Q: Why CategoryGameProgramming, and why the original title "GamesCompiler" [now renamed]??? It looks more like MetaCompilerLanguage? or SelfCompilerLanguage? or even CompilerOptimizedLanguage?. -- GunnarZarncke

A: You are correct. However there seems to be more active interest in control over optimization amongst game developers than elsewhere, and more understanding of what is required there than elsewhere. My own interest comes from DNA sequence analysis, where some analysis programs can run for months. -- JamesCrook

How to break the project in to small enough stages:

There are too many tasks that cannot easily be broken down into term rewriting tasks. E.g. the low-level parts of code-generation like register-assignment. Many of these tasks can be fitted into fixpoint iteration over equations on vectors over program points of lattice elements representing knowledge over the points (i.e. the 'attributes' calculated above). But I'm not yet clear, how these equations can interact cleanly with the term rewrite rules. My idea was to use a work-list approach, just evaluate what it knows at each point and postpone everything else - inefficient initially, but ripe for higher-level optimization later. Converting the well-knowns equations for typical problems like constant propagation into the framework should be straight forward, but other points of the integration like memory-management and OS-calls are still unclear (as of Feb 2005).

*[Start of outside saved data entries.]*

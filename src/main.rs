use clap::Parser;
use homerelay::application::{config::Args, startup};
use tracing::error;

#[tokio::main]
async fn main() {
    let args = Args::parse();
    if let Err(error) = startup::run(args).await {
        error!("relay failed: {error}");
        std::process::exit(1);
    }
}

The basic goal is to reach the BreakEven (see there) as early as possible. Would like to ensure that even if a large body of code is required to get a reasonable compiler, that code will be in the target language nearly from the beginning - though that's not an absolute requirement - converting later/semi-automatically is a workable option.

See BootStrap, SuperCompiler, TheSimplestPossibleCompiler


This discussion section may stay quite short, as I'd like to, or for you to, refactor discussion into DocumentMode rapidly. -- JamesCrook

We want something more regular than a typical processor instruction set or typical high-level language, as the conceptual core. Bootstrapping is a problem with this objective, because efficient compiled code is a strong requirement.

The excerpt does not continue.